Esse conceito de refeição em pílula é recorrente na ficção científica antiga e você provavelmente já o conhece: o homem ou a mulher do futuro coloca uma pílula na língua, engole e fica imediatamente satisfeito. Dentro da pequena cápsula branca estaria uma refeição completa de três pratos, feita para imitar os sabores do passado em uma única dose prática e portátil.
Um exemplo é o musical de ficção científica de 1930, Just Imagine, que conta a história de um homem que desperta de um coma de cinquenta anos e se vê na Nova York dos anos 1980. Ao explorar uma cidade distópica — onde as pessoas são identificadas apenas por números — ele é levado a um “café”, onde seus novos amigos pedem para ele uma refeição de sopa de mariscos, rosbife, beterraba, aspargos, torta e café. Depois de alguma insistência, ele finalmente engole a pílula, comenta que “o rosbife estava um pouco duro” e lamenta “os velhos tempos”.
Mas se voltarmos a esses “bons e velhos tempos”, veremos que a origem da ideia da refeição em pílula não está exatamente na criatividade dos escritores de ficção científica, mas nas questões políticas da época.
Essa pequena e branca visão do futuro teve origem no feminismo do final do século XIX. Antes da Feira Mundial de 1893, em Chicago, a American Press Association convidou escritores de diversas áreas para promover o evento escrevendo ensaios sobre como imaginavam o mundo em 1993. Esses textos foram publicados em jornais de pequenas cidades por todo o país.
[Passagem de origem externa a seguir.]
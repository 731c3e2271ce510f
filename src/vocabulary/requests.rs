//! Request and response payloads for vocabulary, medical vocabulary, and
//! vocabulary filter operations.

use super::types::{VocabularyFilterInfo, VocabularyInfo};
use crate::types::{LanguageCode, Tag, VocabularyState};
use chrono::{DateTime, Utc};
use serde::{Deserialize, Serialize};

// ---------------------------------------------------------------------------
// Custom vocabularies
// ---------------------------------------------------------------------------

/// Creates a custom vocabulary from inline phrases or a file in object
/// storage. One of `phrases` and `vocabulary_file_uri` must be given, not
/// both; the service enforces the exclusivity.
#[derive(Debug, Clone, Default, PartialEq, Eq, Serialize, Deserialize)]
#[serde(rename_all = "PascalCase")]
pub struct CreateVocabularyRequest {
    /// 1-200 characters, `^[0-9a-zA-Z._-]+$`; unique within the account.
    #[serde(skip_serializing_if = "Option::is_none")]
    pub vocabulary_name: Option<String>,
    #[serde(skip_serializing_if = "Option::is_none")]
    pub language_code: Option<LanguageCode>,
    #[serde(skip_serializing_if = "Option::is_none")]
    pub phrases: Option<Vec<String>>,
    #[serde(skip_serializing_if = "Option::is_none")]
    pub vocabulary_file_uri: Option<String>,
    #[serde(skip_serializing_if = "Option::is_none")]
    pub tags: Option<Vec<Tag>>,
}

impl CreateVocabularyRequest {
    pub fn new(vocabulary_name: impl Into<String>, language_code: LanguageCode) -> Self {
        Self {
            vocabulary_name: Some(vocabulary_name.into()),
            language_code: Some(language_code),
            ..Default::default()
        }
    }

    pub fn with_phrases(mut self, phrases: Vec<String>) -> Self {
        self.phrases = Some(phrases);
        self
    }

    pub fn with_vocabulary_file_uri(mut self, uri: impl Into<String>) -> Self {
        self.vocabulary_file_uri = Some(uri.into());
        self
    }

    pub fn with_tags(mut self, tags: Vec<Tag>) -> Self {
        self.tags = Some(tags);
        self
    }
}

#[derive(Debug, Clone, Default, PartialEq, Eq, Serialize, Deserialize)]
#[serde(rename_all = "PascalCase")]
pub struct CreateVocabularyResponse {
    #[serde(skip_serializing_if = "Option::is_none")]
    pub vocabulary_name: Option<String>,
    #[serde(skip_serializing_if = "Option::is_none")]
    pub language_code: Option<LanguageCode>,
    /// Starts as `PENDING`; the vocabulary is usable once `READY`.
    #[serde(skip_serializing_if = "Option::is_none")]
    pub vocabulary_state: Option<VocabularyState>,
    #[serde(default, with = "chrono::serde::ts_seconds_option", skip_serializing_if = "Option::is_none")]
    pub last_modified_time: Option<DateTime<Utc>>,
    /// Set when processing the vocabulary failed.
    #[serde(skip_serializing_if = "Option::is_none")]
    pub failure_reason: Option<String>,
}

#[derive(Debug, Clone, Default, PartialEq, Eq, Serialize, Deserialize)]
#[serde(rename_all = "PascalCase")]
pub struct GetVocabularyRequest {
    #[serde(skip_serializing_if = "Option::is_none")]
    pub vocabulary_name: Option<String>,
}

impl GetVocabularyRequest {
    pub fn new(vocabulary_name: impl Into<String>) -> Self {
        Self {
            vocabulary_name: Some(vocabulary_name.into()),
        }
    }
}

#[derive(Debug, Clone, Default, PartialEq, Eq, Serialize, Deserialize)]
#[serde(rename_all = "PascalCase")]
pub struct GetVocabularyResponse {
    #[serde(skip_serializing_if = "Option::is_none")]
    pub vocabulary_name: Option<String>,
    #[serde(skip_serializing_if = "Option::is_none")]
    pub language_code: Option<LanguageCode>,
    #[serde(skip_serializing_if = "Option::is_none")]
    pub vocabulary_state: Option<VocabularyState>,
    #[serde(default, with = "chrono::serde::ts_seconds_option", skip_serializing_if = "Option::is_none")]
    pub last_modified_time: Option<DateTime<Utc>>,
    #[serde(skip_serializing_if = "Option::is_none")]
    pub failure_reason: Option<String>,
    /// Time-limited URI for fetching the vocabulary contents.
    #[serde(skip_serializing_if = "Option::is_none")]
    pub download_uri: Option<String>,
}

#[derive(Debug, Clone, Default, PartialEq, Eq, Serialize, Deserialize)]
#[serde(rename_all = "PascalCase")]
pub struct ListVocabulariesRequest {
    #[serde(skip_serializing_if = "Option::is_none")]
    pub next_token: Option<String>,
    /// 1-100; the service default is 5.
    #[serde(skip_serializing_if = "Option::is_none")]
    pub max_results: Option<i32>,
    #[serde(skip_serializing_if = "Option::is_none")]
    pub state_equals: Option<VocabularyState>,
    #[serde(skip_serializing_if = "Option::is_none")]
    pub name_contains: Option<String>,
}

impl ListVocabulariesRequest {
    pub fn with_next_token(mut self, token: impl Into<String>) -> Self {
        self.next_token = Some(token.into());
        self
    }

    pub fn with_max_results(mut self, max_results: i32) -> Self {
        self.max_results = Some(max_results);
        self
    }

    pub fn with_state_equals(mut self, state: VocabularyState) -> Self {
        self.state_equals = Some(state);
        self
    }

    pub fn with_name_contains(mut self, fragment: impl Into<String>) -> Self {
        self.name_contains = Some(fragment.into());
        self
    }
}

#[derive(Debug, Clone, Default, PartialEq, Eq, Serialize, Deserialize)]
#[serde(rename_all = "PascalCase")]
pub struct ListVocabulariesResponse {
    /// Echo of the state filter, when one was given.
    #[serde(skip_serializing_if = "Option::is_none")]
    pub status: Option<VocabularyState>,
    #[serde(skip_serializing_if = "Option::is_none")]
    pub next_token: Option<String>,
    #[serde(skip_serializing_if = "Option::is_none")]
    pub vocabularies: Option<Vec<VocabularyInfo>>,
}

#[derive(Debug, Clone, Default, PartialEq, Eq, Serialize, Deserialize)]
#[serde(rename_all = "PascalCase")]
pub struct UpdateVocabularyRequest {
    #[serde(skip_serializing_if = "Option::is_none")]
    pub vocabulary_name: Option<String>,
    #[serde(skip_serializing_if = "Option::is_none")]
    pub language_code: Option<LanguageCode>,
    #[serde(skip_serializing_if = "Option::is_none")]
    pub phrases: Option<Vec<String>>,
    #[serde(skip_serializing_if = "Option::is_none")]
    pub vocabulary_file_uri: Option<String>,
}

impl UpdateVocabularyRequest {
    pub fn new(vocabulary_name: impl Into<String>, language_code: LanguageCode) -> Self {
        Self {
            vocabulary_name: Some(vocabulary_name.into()),
            language_code: Some(language_code),
            ..Default::default()
        }
    }

    pub fn with_phrases(mut self, phrases: Vec<String>) -> Self {
        self.phrases = Some(phrases);
        self
    }

    pub fn with_vocabulary_file_uri(mut self, uri: impl Into<String>) -> Self {
        self.vocabulary_file_uri = Some(uri.into());
        self
    }
}

#[derive(Debug, Clone, Default, PartialEq, Eq, Serialize, Deserialize)]
#[serde(rename_all = "PascalCase")]
pub struct UpdateVocabularyResponse {
    #[serde(skip_serializing_if = "Option::is_none")]
    pub vocabulary_name: Option<String>,
    #[serde(skip_serializing_if = "Option::is_none")]
    pub language_code: Option<LanguageCode>,
    #[serde(default, with = "chrono::serde::ts_seconds_option", skip_serializing_if = "Option::is_none")]
    pub last_modified_time: Option<DateTime<Utc>>,
    #[serde(skip_serializing_if = "Option::is_none")]
    pub vocabulary_state: Option<VocabularyState>,
}

#[derive(Debug, Clone, Default, PartialEq, Eq, Serialize, Deserialize)]
#[serde(rename_all = "PascalCase")]
pub struct DeleteVocabularyRequest {
    #[serde(skip_serializing_if = "Option::is_none")]
    pub vocabulary_name: Option<String>,
}

impl DeleteVocabularyRequest {
    pub fn new(vocabulary_name: impl Into<String>) -> Self {
        Self {
            vocabulary_name: Some(vocabulary_name.into()),
        }
    }
}

// ---------------------------------------------------------------------------
// Medical vocabularies
// ---------------------------------------------------------------------------

/// Creates a medical custom vocabulary. Unlike the standard variant, the
/// source must be a file in object storage; there is no inline-phrase form.
#[derive(Debug, Clone, Default, PartialEq, Eq, Serialize, Deserialize)]
#[serde(rename_all = "PascalCase")]
pub struct CreateMedicalVocabularyRequest {
    #[serde(skip_serializing_if = "Option::is_none")]
    pub vocabulary_name: Option<String>,
    /// Only `en-US` is accepted.
    #[serde(skip_serializing_if = "Option::is_none")]
    pub language_code: Option<LanguageCode>,
    #[serde(skip_serializing_if = "Option::is_none")]
    pub vocabulary_file_uri: Option<String>,
    #[serde(skip_serializing_if = "Option::is_none")]
    pub tags: Option<Vec<Tag>>,
}

impl CreateMedicalVocabularyRequest {
    pub fn new(
        vocabulary_name: impl Into<String>,
        language_code: LanguageCode,
        vocabulary_file_uri: impl Into<String>,
    ) -> Self {
        Self {
            vocabulary_name: Some(vocabulary_name.into()),
            language_code: Some(language_code),
            vocabulary_file_uri: Some(vocabulary_file_uri.into()),
            tags: None,
        }
    }

    pub fn with_tags(mut self, tags: Vec<Tag>) -> Self {
        self.tags = Some(tags);
        self
    }
}

#[derive(Debug, Clone, Default, PartialEq, Eq, Serialize, Deserialize)]
#[serde(rename_all = "PascalCase")]
pub struct CreateMedicalVocabularyResponse {
    #[serde(skip_serializing_if = "Option::is_none")]
    pub vocabulary_name: Option<String>,
    #[serde(skip_serializing_if = "Option::is_none")]
    pub language_code: Option<LanguageCode>,
    #[serde(skip_serializing_if = "Option::is_none")]
    pub vocabulary_state: Option<VocabularyState>,
    #[serde(default, with = "chrono::serde::ts_seconds_option", skip_serializing_if = "Option::is_none")]
    pub last_modified_time: Option<DateTime<Utc>>,
    #[serde(skip_serializing_if = "Option::is_none")]
    pub failure_reason: Option<String>,
}

#[derive(Debug, Clone, Default, PartialEq, Eq, Serialize, Deserialize)]
#[serde(rename_all = "PascalCase")]
pub struct GetMedicalVocabularyRequest {
    #[serde(skip_serializing_if = "Option::is_none")]
    pub vocabulary_name: Option<String>,
}

impl GetMedicalVocabularyRequest {
    pub fn new(vocabulary_name: impl Into<String>) -> Self {
        Self {
            vocabulary_name: Some(vocabulary_name.into()),
        }
    }
}

#[derive(Debug, Clone, Default, PartialEq, Eq, Serialize, Deserialize)]
#[serde(rename_all = "PascalCase")]
pub struct GetMedicalVocabularyResponse {
    #[serde(skip_serializing_if = "Option::is_none")]
    pub vocabulary_name: Option<String>,
    #[serde(skip_serializing_if = "Option::is_none")]
    pub language_code: Option<LanguageCode>,
    #[serde(skip_serializing_if = "Option::is_none")]
    pub vocabulary_state: Option<VocabularyState>,
    #[serde(default, with = "chrono::serde::ts_seconds_option", skip_serializing_if = "Option::is_none")]
    pub last_modified_time: Option<DateTime<Utc>>,
    #[serde(skip_serializing_if = "Option::is_none")]
    pub failure_reason: Option<String>,
    #[serde(skip_serializing_if = "Option::is_none")]
    pub download_uri: Option<String>,
}

#[derive(Debug, Clone, Default, PartialEq, Eq, Serialize, Deserialize)]
#[serde(rename_all = "PascalCase")]
pub struct ListMedicalVocabulariesRequest {
    #[serde(skip_serializing_if = "Option::is_none")]
    pub next_token: Option<String>,
    /// 1-100; the service default is 5.
    #[serde(skip_serializing_if = "Option::is_none")]
    pub max_results: Option<i32>,
    #[serde(skip_serializing_if = "Option::is_none")]
    pub state_equals: Option<VocabularyState>,
    #[serde(skip_serializing_if = "Option::is_none")]
    pub name_contains: Option<String>,
}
A sufragista americana Mary Elizabeth Lease previu que, em 1993, os seres humanos se alimentariam apenas de comida sintética, libertando as mulheres das tarefas da cozinha. As pessoas passariam a “absorver, de forma condensada, a força vital retirada do solo fértil da Terra, presente hoje no coração do milho, no grão de trigo e nos sucos saborosos das frutas. Um pequeno frasco contendo essa vida extraída do seio fértil da Mãe Terra seria suficiente para sustentar uma pessoa por dias. E assim, os problemas relacionados a cozinheiros e ao ato de cozinhar estariam resolvidos.”
Pastiches patriarcais da pílula
A ficção antifeminista da época ridicularizava esse fascínio pela pílula alimentar. Livros satíricos como The Republic of the Future (1887), da conservadora social Anna Dodd, zombavam da ideia de mulheres que não queriam passar a maior parte do dia na cozinha. Ambientado em Nova York no ano de 2050, o narrador do romance declara ironicamente: “Quando a última torta foi transformada no primeiro comprimido, a verdadeira liberdade das mulheres começou.”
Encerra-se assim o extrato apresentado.